__EXERCISE OBJECTIVE__: Copying each record below exactly is the whole task.

[Dataset entries]
------------

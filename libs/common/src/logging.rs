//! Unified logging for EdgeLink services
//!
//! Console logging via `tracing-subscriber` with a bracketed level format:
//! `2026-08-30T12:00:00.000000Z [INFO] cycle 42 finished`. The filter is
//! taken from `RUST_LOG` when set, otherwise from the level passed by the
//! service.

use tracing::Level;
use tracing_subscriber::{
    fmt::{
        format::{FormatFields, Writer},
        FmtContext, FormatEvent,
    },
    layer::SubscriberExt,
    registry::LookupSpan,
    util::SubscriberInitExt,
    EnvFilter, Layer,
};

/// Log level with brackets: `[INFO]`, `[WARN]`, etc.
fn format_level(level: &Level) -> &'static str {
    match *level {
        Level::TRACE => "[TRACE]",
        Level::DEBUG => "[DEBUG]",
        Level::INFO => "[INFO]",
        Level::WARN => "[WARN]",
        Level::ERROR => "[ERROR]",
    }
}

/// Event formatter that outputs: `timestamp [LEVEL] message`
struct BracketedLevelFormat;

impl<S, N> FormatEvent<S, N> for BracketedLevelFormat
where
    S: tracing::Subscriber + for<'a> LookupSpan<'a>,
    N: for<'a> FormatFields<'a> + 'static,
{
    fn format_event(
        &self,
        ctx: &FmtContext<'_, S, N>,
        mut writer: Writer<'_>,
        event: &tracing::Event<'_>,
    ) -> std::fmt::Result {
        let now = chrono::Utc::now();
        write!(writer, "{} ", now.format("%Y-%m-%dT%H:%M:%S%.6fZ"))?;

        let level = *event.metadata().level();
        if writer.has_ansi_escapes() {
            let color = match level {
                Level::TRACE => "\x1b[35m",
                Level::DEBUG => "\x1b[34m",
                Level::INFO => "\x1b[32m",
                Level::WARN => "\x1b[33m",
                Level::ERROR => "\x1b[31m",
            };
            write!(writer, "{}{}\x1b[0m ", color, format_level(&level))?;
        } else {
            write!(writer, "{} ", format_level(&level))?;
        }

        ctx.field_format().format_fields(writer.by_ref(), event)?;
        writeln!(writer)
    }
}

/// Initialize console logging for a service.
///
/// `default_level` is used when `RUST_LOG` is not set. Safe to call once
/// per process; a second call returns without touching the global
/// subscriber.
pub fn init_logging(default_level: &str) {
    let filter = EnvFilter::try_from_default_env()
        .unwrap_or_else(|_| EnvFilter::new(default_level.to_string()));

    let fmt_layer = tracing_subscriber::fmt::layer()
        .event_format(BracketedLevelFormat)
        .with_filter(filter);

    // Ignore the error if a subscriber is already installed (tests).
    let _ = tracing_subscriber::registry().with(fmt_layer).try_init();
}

------------

__EXERCISE OUTPUT__:
filename libs/common/src/logging.rs
//! Unified logging for EdgeLink services
//!
//! Console logging via `tracing-subscriber` with a bracketed level format:
//! `2026-08-30T12:00:00.000000Z [INFO] cycle 42 finished`. The filter is
//! taken from `RUST_LOG` when set, otherwise from the level passed by the
//! service.

use tracing::Level;
use tracing_subscriber::{
    fmt::{
        format::{FormatFields, Writer},
        FmtContext, FormatEvent,
    },
    layer::SubscriberExt,
    registry::LookupSpan,
    util::SubscriberInitExt,
    EnvFilter, Layer,
};

/// Log level with brackets: `[INFO]`, `[WARN]`, etc.
fn format_level(level: &Level) -> &'static str {
    match *level {
        Level::TRACE => "[TRACE]",
        Level::DEBUG => "[DEBUG]",
        Level::INFO => "[INFO]",
        Level::WARN => "[WARN]",
        Level::ERROR => "[ERROR]",
    }
}

/// Event formatter that outputs: `timestamp [LEVEL] message`
struct BracketedLevelFormat;

impl<S, N> FormatEvent<S, N> for BracketedLevelFormat
where
    S: tracing::Subscriber + for<'a> LookupSpan<'a>,
    N: for<'a> FormatFields<'a> + 'static,
{
    fn format_event(
        &self,
        ctx: &FmtContext<'_, S, N>,
        mut writer: Writer<'_>,
        event: &tracing::Event<'_>,
    ) -> std::fmt::Result {
        let now = chrono::Utc::now();
        write!(writer, "{} ", now.format("%Y-%m-%dT%H:%M:%S%.6fZ"))?;

        let level = *event.metadata().level();
        if writer.has_ansi_escapes() {
            let color = match level {
                Level::TRACE => "\x1b[35m",
                Level::DEBUG => "\x1b[34m",
                Level::INFO => "\x1b[32m",
                Level::WARN => "\x1b[33m",
                Level::ERROR => "\x1b[31m",
            };
            write!(writer, "{}{}\x1b[0m ", color, format_level(&level))?;
        } else {
            write!(writer, "{} ", format_level(&level))?;
        }

        ctx.field_format().format_fields(writer.by_ref(), event)?;
        writeln!(writer)
    }
}

/// Initialize console logging for a service.
///
/// `default_level` is used when `RUST_LOG` is not set. Safe to call once
/// per process; a second call returns without touching the global
/// subscriber.
pub fn init_logging(default_level: &str) {
    let filter = EnvFilter::try_from_default_env()
        .unwrap_or_else(|_| EnvFilter::new(default_level.to_string()));

    let fmt_layer = tracing_subscriber::fmt::layer()
        .event_format(BracketedLevelFormat)
        .with_filter(filter);

    // Ignore the error if a subscriber is already installed (tests).
    let _ = tracing_subscriber::registry().with(fmt_layer).try_init();
}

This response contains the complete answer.